Have you heard that Burger King in New York celebrated Halloween by dressing up as a McDonald’s, their fast food competitor? For this year's prank, the restaurant covered itself with a white sheet and painted "McDonald's“on it. The sign out front said, “BOOOOO! Just kidding, we still flame grill our burgers. Happy Halloween!” To use Halloween as a commercial trick isn't something unknown to us but this one is really great, that we can admit.

The Ancient Origins of the Holiday

Evolving from the ancient Celtic holiday of Samhain, modern Halloween has become less about literal ghosts and witches and more about costumes and candy.

One of the world's oldest holidays is still celebrated in many countries, including Mexico, Canada, United States, and the land of its origin, Ireland. Today, Americans spend an estimated 6 billion dollars on Halloween, making it the country’s second largest commercial holiday.

Halloween in America

Most Americans go crazy for Halloween by buying candy, costumes and decorations, not even noticing that they are spending more money that they need. Many people say that Mars, Snickers and clothing stores all around America have the greatest benefits from Halloween. Traditions include costume parties, trick-or-treating, pranks and games.

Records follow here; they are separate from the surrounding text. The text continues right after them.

//! # Maslul Correction Table
//!
//! Rambam tabulates the equation of center ("menat ha-maslul") at every ten
//! degrees of maslul from 0° to 180°. Values in between are read off by linear
//! interpolation between the two bracketing rows; values past 180° are read
//! from the mirrored angle `360 - maslul`.
//!
//! The table is validated once when the constants are built. Lookups never
//! fail: anything that falls outside the tabulated span yields a correction
//! of zero.

use serde::{Deserialize, Serialize};
use thiserror::Error;

/// One row of the correction table.
#[derive(Clone, Copy, Debug, PartialEq, Serialize, Deserialize)]
pub struct CorrectionPoint {
    /// Maslul in degrees
    pub maslul: f64,
    /// Correction in degrees
    pub correction: f64,
}

/// Reasons a correction table can be rejected.
#[derive(Error, Debug, PartialEq)]
pub enum TableError {
    #[error("correction table needs at least two points, got {0}")]
    TooFewPoints(usize),

    #[error("correction table contains a non-finite value at row {0}")]
    NonFinite(usize),

    #[error("maslul keys must be strictly increasing (row {row}: {previous} then {current})")]
    NotIncreasing { row: usize, previous: f64, current: f64 },

    #[error("correction table must span 0..=180 degrees, found {first}..={last}")]
    BadSpan { first: f64, last: f64 },
}

/// Ordered (maslul, correction) control points spanning 0° to 180°.
#[derive(Clone, Debug, PartialEq, Serialize, Deserialize)]
#[serde(try_from = "Vec<CorrectionPoint>", into = "Vec<CorrectionPoint>")]
pub struct MaslulCorrectionTable {
    points: Vec<CorrectionPoint>,
}

/// Rambam's table, Kiddush HaChodesh 13:4, in minutes of arc past whole degrees.
const RAMBAM_ROWS: [(f64, f64, f64); 19] = [
    (0.0, 0.0, 0.0),
    (10.0, 0.0, 20.0),
    (20.0, 0.0, 40.0),
    (30.0, 0.0, 58.0),
    (40.0, 1.0, 15.0),
    (50.0, 1.0, 29.0),
    (60.0, 1.0, 41.0),
    (70.0, 1.0, 51.0),
    (80.0, 1.0, 57.0),
    (90.0, 1.0, 59.0),
    (100.0, 1.0, 58.0),
    (110.0, 1.0, 53.0),
    (120.0, 1.0, 45.0),
    (130.0, 1.0, 33.0),
    (140.0, 1.0, 19.0),
    (150.0, 1.0, 1.0),
    (160.0, 0.0, 42.0),
    (170.0, 0.0, 21.0),
    (180.0, 0.0, 0.0),
];

impl MaslulCorrectionTable {
    /// Build a table, checking that keys are strictly increasing and that the
    /// rows cover exactly `0..=180`.
    pub fn new(points: Vec<CorrectionPoint>) -> Result<Self, TableError> {
        if points.len() < 2 {
            return Err(TableError::TooFewPoints(points.len()));
        }

        for (row, point) in points.iter().enumerate() {
            if !point.maslul.is_finite() || !point.correction.is_finite() {
                return Err(TableError::NonFinite(row));
            }
        }

        for (row, pair) in points.windows(2).enumerate() {
            if pair[1].maslul <= pair[0].maslul {
                return Err(TableError::NotIncreasing {
                    row: row + 1,
                    previous: pair[0].maslul,
                    current: pair[1].maslul,
                });
            }
        }

        let first = points[0].maslul;
        let last = points[points.len() - 1].maslul;
        if first != 0.0 || last != 180.0 {
            return Err(TableError::BadSpan { first, last });
        }

        Ok(MaslulCorrectionTable { points })
    }

    /// Rambam's nineteen rows.
    pub fn rambam() -> Self {
        let points = RAMBAM_ROWS
            .iter()
            .map(|&(maslul, degrees, minutes)| CorrectionPoint {
                maslul,
                correction: degrees + minutes / 60.0,
            })
            .collect();
        MaslulCorrectionTable { points }
    }

    pub fn points(&self) -> &[CorrectionPoint] {
        &self.points
    }

    /// Interpolate the table at a maslul inside `[0, 180]`.
    ///
    /// The bracketing rows satisfy `m0 <= maslul < m1`; the final key returns
    /// its own correction. `None` outside the table or for `NaN`.
    pub fn interpolate(&self, maslul: f64) -> Option<f64> {
        let last = self.points.last()?;
        if maslul == last.maslul {
            return Some(last.correction);
        }

        self.points.windows(2).find_map(|pair| {
            let (lo, hi) = (pair[0], pair[1]);
            if maslul >= lo.maslul && maslul < hi.maslul {
                let ratio = (maslul - lo.maslul) / (hi.maslul - lo.maslul);
                Some(lo.correction + ratio * (hi.correction - lo.correction))
            } else {
                None
            }
        })
    }

    /// Correction for any normalized maslul in `[0, 360)`.
    ///
    /// Past 180° the table is read at `360 - maslul`. A miss degrades to zero.
    pub fn correction_at(&self, maslul: f64) -> f64 {
        let lookup = if maslul > 180.0 { 360.0 - maslul } else { maslul };
        match self.interpolate(lookup) {
            Some(correction) => correction,
            None => {
                log::warn!("maslul {maslul} is outside the correction table, using 0");
                0.0
            }
        }
    }
}

impl Default for MaslulCorrectionTable {
    fn default() -> Self {
        Self::rambam()
    }
}

impl TryFrom<Vec<CorrectionPoint>> for MaslulCorrectionTable {
    type Error = TableError;

    fn try_from(points: Vec<CorrectionPoint>) -> Result<Self, Self::Error> {
        Self::new(points)
    }
}

impl From<MaslulCorrectionTable> for Vec<CorrectionPoint> {
    fn from(table: MaslulCorrectionTable) -> Self {
        table.points
    }
}

#[cfg(test)]
mod tests {
    use super::*;

    fn point(maslul: f64, correction: f64) -> CorrectionPoint {
        CorrectionPoint { maslul, correction }
    }

    #[test]
    fn rambam_table_is_valid() {
        let table = MaslulCorrectionTable::rambam();
        assert_eq!(table.points().len(), 19);
        assert!(MaslulCorrectionTable::new(table.points().to_vec()).is_ok());
    }

    #[test]
    fn endpoints_and_peak() {
        let table = MaslulCorrectionTable::rambam();
        assert_eq!(table.interpolate(0.0), Some(0.0));
        assert_eq!(table.interpolate(180.0), Some(0.0));
        assert_eq!(table.interpolate(90.0), Some(1.0 + 59.0 / 60.0));
    }

    #[test]
    fn interpolation_inside_80_to_100_is_linear() {
        let table = MaslulCorrectionTable::rambam();
        let c80 = 1.0 + 57.0 / 60.0;
        let c90 = 1.0 + 59.0 / 60.0;
        let c100 = 1.0 + 58.0 / 60.0;

        let at85 = table.interpolate(85.0).unwrap();
        let at95 = table.interpolate(95.0).unwrap();
        assert!((at85 - (c80 + 0.5 * (c90 - c80))).abs() < 1e-12);
        assert!((at95 - (c90 + 0.5 * (c100 - c90))).abs() < 1e-12);

        let mut previous = table.interpolate(85.0).unwrap();
        for step in 1..=50 {
            let x = 85.0 + step as f64 * 0.1;
            let value = table.interpolate(x).unwrap();
            assert!(value >= previous - 1e-12, "not rising at {x}");
            previous = value;
        }
    }

    #[test]
    fn bracket_boundary_uses_lower_row() {
        let table = MaslulCorrectionTable::rambam();
        assert_eq!(table.interpolate(10.0), Some(20.0 / 60.0));
        assert_eq!(table.interpolate(170.0), Some(21.0 / 60.0));
    }

    #[test]
    fn outside_table_is_none_and_corrects_to_zero() {
        let table = MaslulCorrectionTable::rambam();
        assert_eq!(table.interpolate(-1.0), None);
        assert_eq!(table.interpolate(181.0), None);
        assert_eq!(table.interpolate(f64::NAN), None);
        assert_eq!(table.correction_at(f64::NAN), 0.0);
        assert_eq!(table.correction_at(-5.0), 0.0);
    }

    #[test]
    fn correction_past_180_is_mirrored() {
        let table = MaslulCorrectionTable::rambam();
        let direct = table.correction_at(60.0);
        let mirrored = table.correction_at(300.0);
        assert!((direct - mirrored).abs() < 1e-12);
        assert!((table.correction_at(270.0) - table.correction_at(90.0)).abs() < 1e-12);
    }

    #[test]
    fn rejects_duplicate_keys() {
        let err = MaslulCorrectionTable::new(vec![
            point(0.0, 0.0),
            point(90.0, 2.0),
            point(90.0, 1.0),
            point(180.0, 0.0),
        ])
        .unwrap_err();
        assert!(matches!(err, TableError::NotIncreasing { row: 2, .. }));
    }

    #[test]
    fn rejects_partial_span() {
        let err = MaslulCorrectionTable::new(vec![point(0.0, 0.0), point(170.0, 0.3)]).unwrap_err();
        assert_eq!(
            err,
            TableError::BadSpan {
                first: 0.0,
                last: 170.0
            }
        );
    }

    #[test]
    fn rejects_short_and_non_finite_tables() {
        assert_eq!(
            MaslulCorrectionTable::new(vec![point(0.0, 0.0)]).unwrap_err(),
            TableError::TooFewPoints(1)
        );
        assert_eq!(
            MaslulCorrectionTable::new(vec![point(0.0, f64::NAN), point(180.0, 0.0)]).unwrap_err(),
            TableError::NonFinite(0)
        );
    }
}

In America, young people, especially girls, cherish one particular tradition, and that's BOBBING FOR APPLES.

If you haven't heard what bobbing for apples is, here is the answer. It's like a romantic fortune telling game that predicts whom you will marry some day. Some people would write specific names on the apples to determine who would be their match, others raced to see who could emerge with an apple first, predicting who was next to get married.

Either way, biting an apple meant living happily ever after. Just like fairy tales and Valentines' right?

Halloween in Mexico

In Mexico, Día de los Muertos or the Day of the Dead is connected to the religious rituals, honouring the dead ones. They believe that souls come back to earth and they even construct them an altar. After the altar is finished, they decorate it with candy, flowers, and photographs, samples of the deceased’s favourite foods and drinks, and fresh water.

Candles and incense are burned to help the deceased find the way home. The grave is then decorated with flowers, and relatives usually make a picnic there. Some gatherings are like real parties, they even include tequila and a mariachi band.

So, is it true that Halloween is just a mass producing holidays that has no true value or significance? Is it just about money making and popularising brands? When we read about the traditions and realise how much people spend on Halloween, we can’t conclude anything other than that is a great commercial trick. Some people ask questions such as why should we bother to preserve this holiday.

Is there a Special Value

On the other hand, some people still believe that Halloween has a special message to teach us.

Some believe that this holiday helps us to preserve our sense of fellowship and community with our neighbours. Richard Seltzer, an American author who specialised in human rights, wrote an article in which he describes how he taught his children about the value of Halloween. He said that many of the people they visited were elderly folks who they only see at Halloween even though they live just a few doors away. He says that „the true value and importance of Halloween comes not from parading in costumes in front of close friends and family, but from the interchange with strangers, exorcising our fears of strangers, reaffirming our social bond with the people of the neighbourhood who we rarely, if ever, see the rest of the year.“

Love it or hate it, we all know what's Halloween.

And it's been commercial since the early 20th century. Because of this commercial purpose, many people struggle whether to celebrate it or not. Whether you want to spend great amounts of money, or teach your kids a lesson, at the end, it's all on you.